BEGIN Data

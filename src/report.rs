//! Hot-trend report export.
//!
//! The report is a fixed summary stamped with the generation time; it does
//! not aggregate the loaded lists.

use std::path::{Path, PathBuf};

use anyhow::{Context, Result};
use chrono::{DateTime, NaiveDate, SecondsFormat, Utc};
use serde::Serialize;

use crate::constants::REPORT_FILE_PREFIX;

#[derive(Debug, Clone, PartialEq, Serialize)]
pub struct HotTrendReport {
    /// RFC 3339 UTC timestamp with millisecond precision.
    pub generated_at: String,
    pub report_type: String,
    pub data_summary: String,
}

impl HotTrendReport {
    pub fn new(now: DateTime<Utc>) -> Self {
        Self {
            generated_at: now.to_rfc3339_opts(SecondsFormat::Millis, true),
            report_type: t!("report.type").to_string(),
            data_summary: t!("report.summary").to_string(),
        }
    }
}

/// `hot-trends-report_YYYY-MM-DD.json`
pub fn report_file_name(date: NaiveDate) -> String {
    format!("{}_{}.json", REPORT_FILE_PREFIX, date.format("%Y-%m-%d"))
}

/// Write the report as pretty JSON into `dir`, creating it if needed.
/// A report from the same day is overwritten.
pub fn write_report(dir: &Path, now: DateTime<Utc>) -> Result<PathBuf> {
    std::fs::create_dir_all(dir)
        .with_context(|| format!("creating export directory {}", dir.display()))?;

    let path = dir.join(report_file_name(now.date_naive()));
    let json = serde_json::to_string_pretty(&HotTrendReport::new(now))
        .context("serializing hot-trend report")?;
    std::fs::write(&path, json).with_context(|| format!("writing {}", path.display()))?;

    tracing::info!(path = %path.display(), "hot-trend report exported");
    Ok(path)
}
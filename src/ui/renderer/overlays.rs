//! Popup overlays: action progress, help, model picker, settings notice,
//! backend status, and toast notifications.

use ratatui::{
    layout::Rect,
    style::{Color, Modifier, Style},
    text::{Line, Span},
    widgets::{Block, Borders, Clear, Paragraph, Wrap},
    Frame,
};

use crate::constants::{HELP_POPUP_HEIGHT, HELP_POPUP_WIDTH, TOAST_WIDTH};
use crate::ui::state::{AppState, Feed, LoadKey, ToastKind};
use crate::ui::theme::Theme;
use crate::utils::{loading_dots, spinner_char, truncate_str};

use super::helpers::{centered_rect, section_heading};

/// Blocking progress popup while an update/analyze/predict call runs.
pub fn render_loading(frame: &mut Frame, area: Rect, state: &AppState) {
    let t = &state.theme;
    let Some(action) = state.busy else {
        return;
    };
    let popup_area = centered_rect(44, 5, area);
    frame.render_widget(Clear, popup_area);

    let block = Block::default()
        .borders(Borders::ALL)
        .border_style(t.border_highlight_style());
    let text = Paragraph::new(vec![
        Line::raw(""),
        Line::from(vec![
            Span::styled(
                format!("  {} ", spinner_char(state.tick_count)),
                Style::default().fg(t.accent),
            ),
            Span::styled(
                format!("{}{}", action.label(), loading_dots(state.tick_count)),
                Style::default().fg(t.text_primary).add_modifier(Modifier::BOLD),
            ),
        ]),
    ])
    .block(block);
    frame.render_widget(text, popup_area);
}

pub fn render_help_overlay(frame: &mut Frame, area: Rect, state: &AppState) {
    let t = &state.theme;
    let popup_area = centered_rect(HELP_POPUP_WIDTH, HELP_POPUP_HEIGHT, area);

    frame.render_widget(Clear, popup_area);

    let help_entry = |key: &str, desc: String, color: Color| -> Line {
        Line::from(vec![
            Span::styled(
                format!("  {:<18}", key),
                Style::default().fg(color).add_modifier(Modifier::BOLD),
            ),
            Span::styled(desc, Style::default().fg(t.text_primary)),
        ])
    };

    let help_text = vec![
        section_heading(format!("  {}", t!("help.navigation")), t),
        help_entry("1 - 8", t!("help.jump").to_string(), t.accent),
        help_entry("Tab / Shift+Tab", t!("help.switch").to_string(), t.accent),
        help_entry("Esc / b", t!("help.back").to_string(), t.accent),
        help_entry("Up/Down / j / k", t!("help.scroll").to_string(), t.accent),
        help_entry("PgUp / PgDn", t!("help.page").to_string(), t.accent),
        Line::raw(""),
        section_heading(format!("  {}", t!("help.data")), t),
        help_entry("p", t!("help.period").to_string(), t.accent),
        help_entry("f / d", t!("help.raw_filter").to_string(), t.accent),
        help_entry("r", t!("help.refresh").to_string(), t.accent),
        help_entry("e", t!("help.export").to_string(), t.accent),
        Line::raw(""),
        section_heading(format!("  {}", t!("help.actions")), t),
        help_entry("u", t!("help.update").to_string(), t.warning),
        help_entry("A", t!("help.analyze").to_string(), t.warning),
        help_entry("P", t!("help.predict").to_string(), t.warning),
        help_entry("m", t!("help.model").to_string(), t.accent_secondary),
        Line::raw(""),
        section_heading(format!("  {}", t!("help.general")), t),
        help_entry("i", t!("help.status").to_string(), t.accent),
        help_entry("s", t!("help.settings").to_string(), t.accent),
        help_entry("T", t!("help.theme").to_string(), t.accent),
        help_entry("L", t!("help.lang").to_string(), t.accent),
        help_entry("?", t!("help.help").to_string(), t.accent),
        help_entry("q", t!("help.quit").to_string(), t.accent),
    ];

    let help = Paragraph::new(help_text)
        .block(
            Block::default()
                .title(Span::styled(t!("help.title").to_string(), t.header_style()))
                .borders(Borders::ALL)
                .border_style(t.border_highlight_style()),
        )
        .wrap(Wrap { trim: false });

    frame.render_widget(help, popup_area);
}

pub fn render_model_picker(frame: &mut Frame, area: Rect, state: &AppState) {
    let t = &state.theme;
    let popup_width = 48.min(area.width.saturating_sub(4));
    let popup_height = (state.models.len() as u16 + 5)
        .max(7)
        .min(area.height.saturating_sub(4));
    let popup_area = centered_rect(popup_width, popup_height, area);

    frame.render_widget(Clear, popup_area);

    let block = Block::default()
        .title(Span::styled(t!("model.title").to_string(), t.header_style()))
        .borders(Borders::ALL)
        .border_style(t.border_highlight_style());
    let inner = block.inner(popup_area);
    frame.render_widget(block, popup_area);

    let mut lines: Vec<Line> = vec![
        Line::from(Span::styled(
            t!("model.hint").to_string(),
            Style::default().fg(t.text_dim),
        )),
        Line::raw(""),
    ];

    if state.models.is_empty() {
        let msg = if state.is_loading(LoadKey::Models) {
            t!("common.loading")
        } else {
            t!("model.none")
        };
        lines.push(Line::from(Span::styled(
            format!("   {}", msg),
            Style::default().fg(t.text_muted),
        )));
    }

    let name_width = (inner.width as usize).saturating_sub(8);
    for (i, model) in state.models.iter().enumerate() {
        let is_selected = i == state.model_picker_selected;
        let prefix = if is_selected { " > " } else { "   " };
        let style = if is_selected {
            t.table_row_selected()
        } else {
            Style::default().fg(t.text_primary)
        };
        let marker = if *model == state.selected_model {
            Span::styled(" ●", Style::default().fg(t.success))
        } else {
            Span::raw("")
        };
        lines.push(Line::from(vec![
            Span::styled(prefix, style),
            Span::styled(truncate_str(model, name_width), style),
            marker,
        ]));
    }

    frame.render_widget(Paragraph::new(lines), inner);
}

pub fn render_settings(frame: &mut Frame, area: Rect, state: &AppState) {
    let t = &state.theme;
    let popup_area = centered_rect(50, 7, area);
    frame.render_widget(Clear, popup_area);

    let text = Paragraph::new(vec![
        Line::raw(""),
        Line::from(Span::styled(
            format!("  {}", t!("settings.under_development")),
            Style::default().fg(t.text_primary),
        )),
        Line::raw(""),
        Line::from(Span::styled(
            format!("  {}", t!("common.esc_close")),
            Style::default().fg(t.text_muted),
        )),
    ])
    .block(
        Block::default()
            .title(Span::styled(t!("settings.title").to_string(), t.header_style()))
            .borders(Borders::ALL)
            .border_style(t.border_highlight_style()),
    )
    .wrap(Wrap { trim: false });
    frame.render_widget(text, popup_area);
}

/// Helper: create a simple "  label: value" detail line.
fn detail_line<'a>(label: String, value: String, color: Color, t: &Theme) -> Line<'a> {
    Line::from(vec![
        Span::styled(format!("  {:<16}", label), Style::default().fg(t.text_dim)),
        Span::styled(value, Style::default().fg(color)),
    ])
}

fn health_color(status: &str, t: &Theme) -> Color {
    match status {
        "healthy" | "connected" | "ok" | "running" => t.success,
        "" | "unknown" => t.text_muted,
        _ => t.danger,
    }
}

fn usage_color(percent: f64, t: &Theme) -> Color {
    if percent >= 90.0 {
        t.danger
    } else if percent >= 75.0 {
        t.warning
    } else {
        t.success
    }
}

pub fn render_backend_status(frame: &mut Frame, area: Rect, state: &AppState) {
    let t = &state.theme;
    let popup_width = 60.min(area.width.saturating_sub(4));
    let popup_height = 20.min(area.height.saturating_sub(4));
    let popup_area = centered_rect(popup_width, popup_height, area);

    frame.render_widget(Clear, popup_area);

    let block = Block::default()
        .title(Span::styled(t!("backend.title").to_string(), t.header_style()))
        .borders(Borders::ALL)
        .border_style(t.border_highlight_style());
    let inner = block.inner(popup_area);
    frame.render_widget(block, popup_area);

    let mut lines: Vec<Line> = vec![detail_line(
        t!("backend.api").to_string(),
        state.api_base_url.clone(),
        t.text_primary,
        t,
    )];

    match &state.backend_status {
        Feed::Live(status) | Feed::Demo(status) => {
            lines.push(detail_line(
                t!("backend.database").to_string(),
                status.database_status.clone(),
                health_color(&status.database_status, t),
                t,
            ));
            lines.push(detail_line(
                t!("backend.ollama").to_string(),
                status.ollama_status.clone(),
                health_color(&status.ollama_status, t),
                t,
            ));
            lines.push(detail_line(
                t!("backend.last_update").to_string(),
                status.last_update.clone(),
                t.text_primary,
                t,
            ));
            lines.push(detail_line(
                t!("backend.records").to_string(),
                status.total_records.to_string(),
                t.text_primary,
                t,
            ));
            lines.push(Line::raw(""));

            let hw = &status.hardware;
            lines.push(section_heading(format!(" {}", t!("backend.hardware")), t));
            lines.push(detail_line(
                "CPU".into(),
                format!("{:.1}%", hw.cpu_percent),
                usage_color(hw.cpu_percent, t),
                t,
            ));
            lines.push(detail_line(
                t!("backend.memory").to_string(),
                format!("{:.1}%", hw.memory_percent),
                usage_color(hw.memory_percent, t),
                t,
            ));
            lines.push(detail_line(
                t!("backend.disk").to_string(),
                format!("{:.1}%", hw.disk_usage),
                usage_color(hw.disk_usage, t),
                t,
            ));
            match &hw.gpu {
                Some(gpu) if gpu.available => {
                    lines.push(detail_line(
                        "GPU".into(),
                        t!("backend.gpu_count", count = gpu.count).to_string(),
                        t.text_primary,
                        t,
                    ));
                    for detail in &gpu.details {
                        lines.push(detail_line(
                            format!("  {}", truncate_str(&detail.name, 12)),
                            format!("{:.0}%", detail.load),
                            usage_color(detail.load, t),
                            t,
                        ));
                    }
                }
                _ => lines.push(detail_line(
                    "GPU".into(),
                    t!("backend.gpu_none").to_string(),
                    t.text_muted,
                    t,
                )),
            }
        }
        Feed::Pending => lines.push(detail_line(
            String::new(),
            t!("common.loading").to_string(),
            t.text_muted,
            t,
        )),
        Feed::Unavailable => lines.push(detail_line(
            String::new(),
            t!("backend.unreachable").to_string(),
            t.danger,
            t,
        )),
    }

    frame.render_widget(Paragraph::new(lines), inner);
}

/// Stack live toasts in the top-right corner, newest at the bottom.
pub fn render_toasts(frame: &mut Frame, area: Rect, state: &AppState) {
    let t = &state.theme;
    let width = TOAST_WIDTH.min(area.width);
    let inner_width = width.saturating_sub(4) as usize;
    let mut y = area.y + 1;

    for toast in &state.toasts {
        let color = match toast.kind {
            ToastKind::Info => t.info,
            ToastKind::Success => t.success,
            ToastKind::Error => t.danger,
        };
        let wrapped = textwrap::wrap(&toast.message, inner_width.max(1));
        let height = wrapped.len() as u16 + 2;
        if y + height > area.y + area.height {
            break;
        }
        let rect = Rect::new(area.x + area.width - width, y, width, height);
        frame.render_widget(Clear, rect);

        let lines: Vec<Line> = wrapped
            .into_iter()
            .map(|l| {
                Line::from(Span::styled(
                    format!(" {}", l),
                    Style::default().fg(t.text_primary),
                ))
            })
            .collect();
        let popup = Paragraph::new(lines).block(
            Block::default()
                .borders(Borders::ALL)
                .border_style(Style::default().fg(color)),
        );
        frame.render_widget(popup, rect);
        y += height;
    }
}
//! Backend REST client and view loaders.

pub mod client;
pub mod error;
pub mod loaders;
#[cfg(test)]
pub(crate) mod mock;

pub use client::{ActionAck, DashboardClient};
pub use error::ApiError;
//! In-process mock backend for client and loader tests.
//!
//! Serves canned `(path, status, body)` routes over `tiny_http` on an
//! ephemeral loopback port. Unknown paths get a plain-text 404.

use std::io::Read;
use std::sync::{Arc, Mutex};

#[derive(Debug, Clone)]
pub struct RecordedRequest {
    pub method: String,
    /// Path plus query string, as received.
    pub url: String,
    pub body: String,
}

pub struct MockBackend {
    pub base_url: String,
    requests: Arc<Mutex<Vec<RecordedRequest>>>,
}

impl MockBackend {
    pub fn start(routes: &[(&str, u16, &str)]) -> Self {
        let server = tiny_http::Server::http("127.0.0.1:0").expect("bind mock backend");
        let addr = server
            .server_addr()
            .to_ip()
            .expect("mock backend has an IP address");
        let routes: Vec<(String, u16, String)> = routes
            .iter()
            .map(|(p, s, b)| (p.to_string(), *s, b.to_string()))
            .collect();

        let requests = Arc::new(Mutex::new(Vec::new()));
        let log = Arc::clone(&requests);

        std::thread::spawn(move || {
            for mut request in server.incoming_requests() {
                let mut body = String::new();
                let _ = request.as_reader().read_to_string(&mut body);
                let url = request.url().to_string();
                let path = url.split('?').next().unwrap_or_default().to_string();

                if let Ok(mut log) = log.lock() {
                    log.push(RecordedRequest {
                        method: request.method().to_string(),
                        url,
                        body,
                    });
                }

                let (status, content_type, text) = routes
                    .iter()
                    .find(|(p, _, _)| *p == path)
                    .map(|(_, s, b)| (*s, "application/json", b.clone()))
                    .unwrap_or((404, "text/plain", "404 Not Found\n".to_string()));

                let response = tiny_http::Response::from_string(text)
                    .with_status_code(status)
                    .with_header(
                        tiny_http::Header::from_bytes("Content-Type", content_type)
                            .expect("static header is valid"),
                    );
                let _ = request.respond(response);
            }
        });

        Self {
            base_url: format!("http://{}", addr),
            requests,
        }
    }

    pub fn requests(&self) -> Vec<RecordedRequest> {
        self.requests.lock().map(|r| r.clone()).unwrap_or_default()
    }
}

END Data

_Task requirements_
Where the string "usize" occurs in the data, return the whole line.

_Answer for this exercise_
    let name_width = (inner.width as usize).saturating_sub(8);
    let inner_width = width.saturating_sub(4) as usize;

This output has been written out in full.